“Being a broadcaster means something different than just being a media company. It means something more.”
That’s the country’s top telecom regulator, reminding broadcasters not to lose what makes them unique. FCC Chairman Ajit Pai addressed the NAB Show in Las Vegas Tuesday.
Pai often has referred to his affinity for broadcasting; he did so again in his speech, celebrating personal connections as the greatest competitive edge that TV and radio stations enjoy. “And I say that as someone who still reveres the broadcasters he grew up with — people like Dowe Quick of KOAM(TV) in Joplin, Missouri and Steve Lardy of KLKC(AM) in Parsons, Kansas.”
Touching on radio issues, Pai said the FCC will vote next month on ways to resolve the increasing number of interference complaints apparently caused by FM translator. Pai also saluted Gordon Smith on his 10-year anniversary as NAB’s president/CEO and complimented broadcasters for the trust Americans have in them compared to social media.
He then reviewed actions that the FCC has taken during his tenure to update or eliminate what he considers outdated and burdensome rules.
“Since beginning this process, the commission has opened 14 proceedings, and we’ve issued a total of 11 orders. And we’re not done yet — we’re still actively working on several major modernization matters,” including kid-vid rules and “unnecessarily complex” public notice requirements for broadcast applications.
He noted that the comment period is open through the end of May for the FCC’s current review of ownership rules. “Rest assured, we won’t be deterred by those whose regulatory views are not guided by facts and reason, but instead were set in stone in the era of Laverne and Shirley, Starsky and Hutch, and Captain and Tennille,” he said.
Pai believes the post-auction repack transition “has gone well so far, and we find ourselves ahead of schedule,” with more than 300 TV stations transitioned off their pre-auction channels. And he noted that a few weeks ago, the FCC established rules and procedures to enable FM stations and low-power TV and TV translators to be reimbursed for repack-related costs.
Here are Pai’s remarks as prepared for delivery:
Thank you all for that warm welcome. And thank you, Senator Smith, for that kind introduction and for your continued leadership.
You may not be aware, but 2019 marks the 10th anniversary of some major events in America. “He Could Be the One” by Hannah Montana and “My Life Would Suck Without You” by Kelly Clarkson were two of the top hits on the radio. “American Idol” was the top show on broadcast television. “Where the Wild Things Are” was one of the country’s top movies. And finally — and I have to think that all I’ve mentioned so far is connected here — Gordon Smith became NAB’s president. I was told by someone backstage that the traditional 10th anniversary gift is spectrum.

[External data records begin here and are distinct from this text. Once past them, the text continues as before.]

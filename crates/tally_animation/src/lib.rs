//! Tally Animation System
//!
//! Spring physics and timed ramps for the counter widgets.
//!
//! # Features
//!
//! - **Spring Physics**: RK4-integrated springs with stiffness, damping, mass
//! - **Target Sequences**: chained spring targets for bounce pulses
//! - **Overshoot Clamping**: springs that stop dead at their target
//! - **Timed Ramps**: duration-based from→to animations with easing
//! - **Interruptible**: re-issuing a target supersedes the animation in flight
//!
//! All live animations are owned by an [`AnimationScheduler`] and stepped
//! once per frame by the host. The wrapper types [`AnimatedValue`] and
//! [`TimedValue`] register implicitly on first use and deregister on drop.

pub mod scheduler;
pub mod spring;
pub mod timing;

pub use scheduler::{
    AnimatedValue, AnimationScheduler, RampId, SchedulerHandle, SpringId, TimedValue,
};
pub use spring::{Spring, SpringConfig};
pub use timing::{Easing, TimedAnimation};
//! HTTP protocol handling subsystem.
//!
//! # Data Flow
//! ```text
//! TCP connection
//!     → server.rs (Axum setup, middleware)
//!     → handlers.rs
//!         /api/session      → session login/logout, then re-render
//!         /api/navigation   → published navigation (sidebar view optional)
//!         /{*path}          → console frame → Page → status code + JSON
//!     → Send to client
//! ```

pub mod handlers;
pub mod server;

pub use server::{AppState, ConsoleServer};
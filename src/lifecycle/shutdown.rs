//! Shutdown coordination for the console shell.

use tokio::sync::broadcast;

/// Coordinator for graceful shutdown.
///
/// The server and any background task subscribe; `trigger` stops them all.
pub struct Shutdown {
    tx: broadcast::Sender<()>,
}

impl Shutdown {
    pub fn new() -> Self {
        let (tx, _) = broadcast::channel(1);
        Self { tx }
    }

    pub fn subscribe(&self) -> broadcast::Receiver<()> {
        self.tx.subscribe()
    }

    /// Trigger the shutdown signal. Subscribers that already left are ignored.
    pub fn trigger(&self) {
        let _ = self.tx.send(());
    }

    /// Number of subscribers still listening.
    pub fn receiver_count(&self) -> usize {
        self.tx.receiver_count()
    }
}

impl Default for Shutdown {
    fn default() -> Self {
        Self::new()
    }
}
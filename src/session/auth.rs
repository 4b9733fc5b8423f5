//! API-key login for the console shell.

use std::sync::atomic::{AtomicBool, Ordering};

use crate::config::SessionConfig;
use crate::session::{SessionSource, SessionState};

/// Session toggled by presenting the configured API key.
#[derive(Debug)]
pub struct ApiKeySession {
    api_key: String,
    authenticated: AtomicBool,
}

impl ApiKeySession {
    pub fn new(api_key: impl Into<String>, authenticated: bool) -> Self {
        Self {
            api_key: api_key.into(),
            authenticated: AtomicBool::new(authenticated),
        }
    }

    pub fn from_config(config: &SessionConfig) -> Self {
        Self::new(config.api_key.clone(), config.start_authenticated)
    }

    /// Authenticate with `key`. Returns false and leaves the session unchanged on mismatch.
    pub fn login(&self, key: &str) -> bool {
        if key != self.api_key {
            tracing::warn!("Login rejected: API key mismatch");
            return false;
        }
        let was = self.authenticated.swap(true, Ordering::SeqCst);
        if !was {
            tracing::info!("Session authenticated");
        }
        true
    }

    pub fn logout(&self) {
        if self.authenticated.swap(false, Ordering::SeqCst) {
            tracing::info!("Session ended");
        }
    }
}

impl SessionSource for ApiKeySession {
    fn session(&self) -> SessionState {
        SessionState {
            is_auth: self.authenticated.load(Ordering::SeqCst),
        }
    }
}
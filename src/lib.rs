//! Operator console routing core.
//!
//! Session-gated route composition plus the grouped sidebar navigation it
//! publishes, with an HTTP shell that serves both.

pub mod config;
pub mod console;
pub mod http;
pub mod lifecycle;
pub mod navigation;
pub mod observability;
pub mod routing;
pub mod session;
pub mod views;

pub use config::ConsoleConfig;
pub use console::{Console, ConsoleOptions, Frame, Page};
pub use http::ConsoleServer;
pub use lifecycle::Shutdown;
pub use navigation::{NavigationGroups, SharedNavigation};
pub use session::SessionState;
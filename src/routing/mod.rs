//! Routing subsystem.
//!
//! # Data Flow
//! ```text
//! Route Composition (once per mount):
//!     ConsoleRoute[] (static, ordered)
//!     → navigation::path::build (canonical path + entry)
//!     → navigation accumulator (dedupe, group)
//!     → bind path to view slot
//!     → Freeze as ConsoleRoutes + NavigationGroups
//!
//! Path Lookup:
//!     URL path
//!     → router.rs (RouteTree for the session)
//!     → matcher.rs (pattern match, capture params)
//!     → Return: Render | Redirect | Fallback
//! ```
//!
//! # Design Decisions
//! - Routes composed once per mount, immutable afterwards
//! - Deterministic: same path always resolves the same way
//! - First match wins (declaration order)

pub mod matcher;
pub mod router;

pub use matcher::{Matcher, PathParams, PatternMatcher};
pub use router::{
    AuthRoutes, ConsoleRoute, ConsoleRoutes, Resolution, RouteBinding, RouteError, RouteTree,
};
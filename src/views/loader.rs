//! Fetching lazy view bundles.

use async_trait::async_trait;
use std::path::PathBuf;
use thiserror::Error;

use crate::views::ViewId;

/// Code and assets for one lazily loaded view.
#[derive(Debug, Clone, PartialEq, Eq)]
pub struct ViewBundle {
    pub view: ViewId,
    pub source: String,
}

/// Errors from loading a view bundle.
#[derive(Debug, Error)]
pub enum LoadError {
    /// The bundle file does not exist.
    #[error("bundle for view {view} not found at {}", .path.display())]
    NotFound { view: ViewId, path: PathBuf },

    /// Reading the bundle failed.
    #[error("failed to read bundle for view {view}: {source}")]
    Io {
        view: ViewId,
        #[source]
        source: std::io::Error,
    },

    /// The load task ended without producing a result.
    #[error("load of view {0} was interrupted")]
    Interrupted(ViewId),
}

/// Source of lazy view bundles.
#[async_trait]
pub trait ViewLoader: Send + Sync {
    async fn load(&self, view: ViewId) -> Result<ViewBundle, LoadError>;
}

/// Loads `{dir}/{view}.js` from disk.
#[derive(Debug, Clone)]
pub struct BundleDirLoader {
    dir: PathBuf,
}

impl BundleDirLoader {
    pub fn new(dir: impl Into<PathBuf>) -> Self {
        Self { dir: dir.into() }
    }

    pub fn bundle_path(&self, view: ViewId) -> PathBuf {
        self.dir.join(format!("{}.js", view.name()))
    }
}

#[async_trait]
impl ViewLoader for BundleDirLoader {
    async fn load(&self, view: ViewId) -> Result<ViewBundle, LoadError> {
        let path = self.bundle_path(view);
        match tokio::fs::read_to_string(&path).await {
            Ok(source) => Ok(ViewBundle { view, source }),
            Err(e) if e.kind() == std::io::ErrorKind::NotFound => {
                Err(LoadError::NotFound { view, path })
            }
            Err(source) => Err(LoadError::Io { view, source }),
        }
    }
}

#[cfg(test)]
mod tests {
    use super::*;

    #[tokio::test]
    async fn test_loads_bundle_from_dir() {
        let dir = tempfile::tempdir().unwrap();
        std::fs::write(dir.path().join("driver.js"), "export default Driver;").unwrap();

        let loader = BundleDirLoader::new(dir.path());
        let bundle = loader.load(ViewId::Driver).await.unwrap();
        assert_eq!(bundle.view, ViewId::Driver);
        assert_eq!(bundle.source, "export default Driver;");
    }

    #[tokio::test]
    async fn test_missing_bundle_is_not_found() {
        let dir = tempfile::tempdir().unwrap();
        let loader = BundleDirLoader::new(dir.path());

        match loader.load(ViewId::Car).await {
            Err(LoadError::NotFound { view, path }) => {
                assert_eq!(view, ViewId::Car);
                assert!(path.ends_with("car.js"));
            }
            other => panic!("expected NotFound, got {:?}", other),
        }
    }
}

If you’re interested in the 24 GHz band, I think I could swing something.
I’ve had a chance to walk around the showroom floor a little bit. And yet again, you’ve raised the bar. You have compelling demonstrations on everything from ATSC 3.0 to 5G to 8K. Then you’ve got exhibits on artificial intelligence and augmented reality. This is definitely not your father’s NAB Show.
A brief look confirms what almost everyone now knows: the media and entertainment landscape has been completely transformed by the digital revolution. Just think about your own listening and viewing habits and how different they are from 10 years ago. Now, consider this. U.S. consumers have more than 200 streaming services to choose from. In 2018, there were 495 scripted shows with new episodes available to American audiences. You find yourselves in a war for attention with well-funded media giants, internet companies, and telecom companies. In such a crowded and rapidly evolving marketplace, how can broadcasters succeed?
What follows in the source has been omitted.